I enjoyed dinner that evening, but still, the next day Alek told me the story of the incredulous co-workers after he had told the Valentine’s story.
“Tss ... those guys clearly don’t understand real romance”, I commented, and Alek agreed.
But, of course, this is not the end of the story. Aleksandr had had an idea, a real stunner, which, I have to say, actually is much greater than a kebab. Thanks to him, in the summer holidays I will show my closest friends my home town for the first time (I know the guys for about fifteen years and so far this never occurred to me) and after a week in Petersburg, we will spend a month in a rented house in Tuscany, along with some friends of Alek’s.

I can’t put into words how excited I am about this summer—we will take a plane to Russia, but from there we’re heading to Italy with two cars; a real road trip! This is a dream of mine, which I have never considered a real possibility – not until Alek surprised me with it. It is incredible how well he knows me – I love flying, but nothing beats a road trip, ever.


So this is how it is these days. I recently cleaned up our terrace and made it summer-ready, and on the beautifully sunny Sunday Aleksandr and I payed the Naschmarkt a visit after quite a while of absence, stocking up on fresh produce, cheese and spices. I have all my lectures quite lately in the evening, so when I walk home, it is about sunset and still warm. Every day I was walking home in the evening’s fresh air, I couldn’t help but think how beautiful life is and how happy I am.

Tuesday, January 18


It’s been so long again. I can honestly say I’m going crazy with the amount of university work I have (neglected) but now I have to finish everything in time! I always promise myself to never ever ever post-pone things so long, but in the end I’m panicking in the very least minutes until deadline.

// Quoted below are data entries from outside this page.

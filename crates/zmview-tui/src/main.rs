//! zmview - a terminal viewer for ZoneMinder surveillance servers.
//!
//! Logs into a ZoneMinder host, lists its camera monitors, and produces the
//! MJPEG stream URL for any of them. Session state is persisted so the next
//! start skips the login form.

mod app;
mod config;
mod ui;

use std::io::{self, BufRead, Write};
use std::time::Duration;

use anyhow::Result;
use crossterm::{
    event::{self, Event, KeyCode, KeyEventKind, KeyModifiers},
    execute,
    terminal::{disable_raw_mode, enable_raw_mode, EnterAlternateScreen, LeaveAlternateScreen},
};
use ratatui::{backend::CrosstermBackend, Terminal};
use tracing::info;
use tracing_subscriber::{fmt, prelude::*, EnvFilter};

use zmview_core::api::ZmClient;
use zmview_core::auth::Credentials;
use zmview_core::storage::FileStorage;

use app::{App, AppState};
use config::Config;
use ui::input::handle_input;
use ui::render::render;

/// Timeout for polling terminal events (in milliseconds)
const EVENT_POLL_TIMEOUT_MS: u64 = 100;

/// Initialize tracing to a daily-rolling log file. The terminal belongs to
/// the UI, so nothing may write to stderr while it runs.
fn init_tracing() -> Result<tracing_appender::non_blocking::WorkerGuard> {
    let log_dir = Config::log_dir()?;
    std::fs::create_dir_all(&log_dir)?;
    let appender = tracing_appender::rolling::daily(log_dir, "zmview.log");
    let (writer, guard) = tracing_appender::non_blocking(appender);

    // RUST_LOG controls the level (e.g. RUST_LOG=debug)
    let filter = EnvFilter::try_from_default_env().unwrap_or_else(|_| EnvFilter::new("info"));

    tracing_subscriber::registry()
        .with(fmt::layer().with_writer(writer).with_ansi(false))
        .with(filter)
        .init();
    Ok(guard)
}

#[tokio::main]
async fn main() -> Result<()> {
    // Load .env file if present (silently ignore if not found)
    let _ = dotenvy::dotenv();

    let args: Vec<String> = std::env::args().collect();
    if args.len() > 1 && args[1] == "--dump-monitors" {
        return dump_monitors().await;
    }

    let _guard = init_tracing()?;
    info!("zmview starting");

    // Setup terminal
    enable_raw_mode()?;
    let mut stdout = io::stdout();
    execute!(stdout, EnterAlternateScreen)?;
    let backend = CrosstermBackend::new(stdout);
    let mut terminal = Terminal::new(backend)?;

    let mut app = App::new()?;
    app.startup().await;

    let result = run_app(&mut terminal, &mut app).await;

    // Restore terminal
    disable_raw_mode()?;
    execute!(terminal.backend_mut(), LeaveAlternateScreen)?;
    terminal.show_cursor()?;

    if let Err(e) = result {
        eprintln!("Error: {}", e);
    }

    info!("zmview shutting down");
    Ok(())
}

async fn run_app(
    terminal: &mut Terminal<CrosstermBackend<io::Stdout>>,
    app: &mut App,
) -> Result<()> {
    loop {
        terminal.draw(|f| render(f, app))?;

        if event::poll(Duration::from_millis(EVENT_POLL_TIMEOUT_MS))? {
            if let Event::Key(key) = event::read()? {
                if key.kind != KeyEventKind::Press {
                    continue;
                }
                // Ctrl+C to quit
                if key.code == KeyCode::Char('c') && key.modifiers.contains(KeyModifiers::CONTROL)
                {
                    return Ok(());
                }
                if handle_input(app, key).await? {
                    return Ok(());
                }
            }
        }

        if matches!(app.state, AppState::Quitting) {
            return Ok(());
        }
    }
}

/// Print the monitor list as JSON to stdout, logging in from the terminal
/// when no stored session is usable. Prompts and progress go to stderr so
/// the output stays pipeable.
async fn dump_monitors() -> Result<()> {
    let storage = FileStorage::new(Config::session_dir()?)?;
    let mut client = ZmClient::new(storage)?;

    if !client.ensure_connected().await? {
        eprintln!("No stored session; please log in.");
        let host = prompt("Host: ")?;
        let user = prompt("User: ")?;
        let password = rpassword::prompt_password("Password: ")?;
        client
            .login(Credentials::new(&host, &user, &password))
            .await?;
    }

    let monitors = client.list_monitors().await?;
    eprintln!("Found {} monitors", monitors.len());
    println!("{}", serde_json::to_string_pretty(&monitors)?);
    Ok(())
}

fn prompt(label: &str) -> Result<String> {
    eprint!("{}", label);
    io::stderr().flush()?;
    let mut line = String::new();
    io::stdin().lock().read_line(&mut line)?;
    Ok(line.trim().to_string())
}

Just recently ago I was hacking onto the keyboard all evening like crazy; I had written 13 pages in about four hours in a mad redbull frenzy; it was the deadline day and Alek was laughing at me for reading over 50 pages of literature and writing a 13 page paper based on this in less than a day – only it wasn’t funny at all, not for me at least. Especially when it was eight minutes to midnight and my rotten laptop decided to go on strike, I had a mild breakdown (it was the only chance to finish this lecture this semester in order to be able to continue studying next semester) – but the shiny hero Aleksandr jumped to action and took matters in his own hands. He managed to transfer the file to his computer and upload it in time. It was like the apocalypse scenario at the end of a 3-hour-movie where it’s clear everyone will die ... but in the end the protagonist manages to turn everything around.

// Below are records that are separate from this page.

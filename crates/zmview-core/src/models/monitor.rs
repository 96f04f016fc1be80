use serde::{Deserialize, Serialize};

/// A single camera/recording source managed by the ZoneMinder server.
///
/// Read-only projection of server data, re-fetched per request.
#[derive(Debug, Clone, PartialEq, Eq, Serialize, Deserialize)]
pub struct Monitor {
    pub id: String,
    pub name: String,
    pub day_events: u32,
    pub enabled: bool,
    pub function: String,
    pub status: String,
}

/// Wire shape of `monitors.json`.
#[derive(Debug, Deserialize)]
pub struct MonitorsResponse {
    #[serde(default)]
    pub monitors: Vec<MonitorEntry>,
}

impl MonitorsResponse {
    pub fn into_monitors(self) -> Vec<Monitor> {
        self.monitors.iter().map(MonitorEntry::to_monitor).collect()
    }
}

/// One element of the `monitors` array: the monitor record plus its
/// runtime status sidecar.
#[derive(Debug, Deserialize)]
pub struct MonitorEntry {
    #[serde(rename = "Monitor")]
    pub monitor: RawMonitor,
    #[serde(rename = "Monitor_Status", default)]
    pub status: Option<RawMonitorStatus>,
}

impl MonitorEntry {
    /// Map the stringly-typed server record into the domain shape:
    /// `Enabled` is "1" or "0", `DayEvents` is a decimal string that may be
    /// absent or malformed and then counts as zero.
    pub fn to_monitor(&self) -> Monitor {
        Monitor {
            id: self.monitor.id.clone(),
            name: self.monitor.name.clone(),
            day_events: self
                .monitor
                .day_events
                .as_deref()
                .and_then(|v| v.parse().ok())
                .unwrap_or(0),
            enabled: self.monitor.enabled.as_deref() == Some("1"),
            function: self.monitor.function.clone().unwrap_or_default(),
            status: self
                .status
                .as_ref()
                .and_then(|s| s.status.clone())
                .unwrap_or_default(),
        }
    }
}

#[derive(Debug, Deserialize)]
pub struct RawMonitor {
    #[serde(rename = "Id", default)]
    pub id: String,
    #[serde(rename = "Name", default)]
    pub name: String,
    #[serde(rename = "DayEvents", default)]
    pub day_events: Option<String>,
    #[serde(rename = "Enabled", default)]
    pub enabled: Option<String>,
    #[serde(rename = "Function", default)]
    pub function: Option<String>,
}

#[derive(Debug, Deserialize)]
pub struct RawMonitorStatus {
    #[serde(rename = "Status", default)]
    pub status: Option<String>,
}

#[cfg(test)]
mod tests {
    use super::*;

    #[test]
    fn test_parse_monitors_response() {
        let json = r#"{"monitors":[
            {"Monitor":{"Id":"1","Name":"Garage","DayEvents":"12","Enabled":"1","Function":"Modect"},
             "Monitor_Status":{"Status":"Connected"}},
            {"Monitor":{"Id":"2","Name":"Driveway","DayEvents":"0","Enabled":"0","Function":"Monitor"},
             "Monitor_Status":{"Status":"NotRunning"}}
        ]}"#;

        let monitors: Vec<Monitor> =
            serde_json::from_str::<MonitorsResponse>(json).unwrap().into_monitors();
        assert_eq!(monitors.len(), 2);

        let garage = &monitors[0];
        assert_eq!(garage.id, "1");
        assert_eq!(garage.name, "Garage");
        assert_eq!(garage.day_events, 12);
        assert!(garage.enabled);
        assert_eq!(garage.function, "Modect");
        assert_eq!(garage.status, "Connected");

        assert!(!monitors[1].enabled);
        assert_eq!(monitors[1].status, "NotRunning");
    }

    #[test]
    fn test_enabled_coercion_only_accepts_one() {
        for (raw, expected) in [
            (Some("1"), true),
            (Some("0"), false),
            (Some("true"), false),
            (Some(""), false),
            (None, false),
        ] {
            let entry = MonitorEntry {
                monitor: RawMonitor {
                    id: "3".to_string(),
                    name: "Porch".to_string(),
                    day_events: None,
                    enabled: raw.map(str::to_string),
                    function: None,
                },
                status: None,
            };
            assert_eq!(entry.to_monitor().enabled, expected, "Enabled={:?}", raw);
        }
    }

    #[test]
    fn test_day_events_coercion_defaults_to_zero() {
        for raw in [None, Some(""), Some("n/a"), Some("-3")] {
            let entry = MonitorEntry {
                monitor: RawMonitor {
                    id: "3".to_string(),
                    name: "Porch".to_string(),
                    day_events: raw.map(str::to_string),
                    enabled: Some("1".to_string()),
                    function: None,
                },
                status: None,
            };
            assert_eq!(entry.to_monitor().day_events, 0, "DayEvents={:?}", raw);
        }
    }

    #[test]
    fn test_missing_status_sidecar() {
        let json = r#"{"monitors":[{"Monitor":{"Id":"5","Name":"Attic","Enabled":"1"}}]}"#;
        let monitors = serde_json::from_str::<MonitorsResponse>(json)
            .unwrap()
            .into_monitors();
        assert_eq!(monitors[0].status, "");
        assert_eq!(monitors[0].function, "");
        assert_eq!(monitors[0].day_events, 0);
    }
}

So in the meantime my laptop completely and utterly died on me. Honestly, he didn’t deserve better, he had let me down on every single occasion lol.


So the next two weeks will be filled with night shifts of studying. For as much as Alek helped me on the uploading-paper-thing (alright, he saved my life!), he’s not much of a help when he’d come into the study every half hour, telling me I should finally go to bed since he’s been waiting for hours haha. Well, he does help when I ask him, he actually helps a lot :D

Confused writing since I’m still in my adrenaline haze! Just wanted to finally update before I’m back to emeritus status.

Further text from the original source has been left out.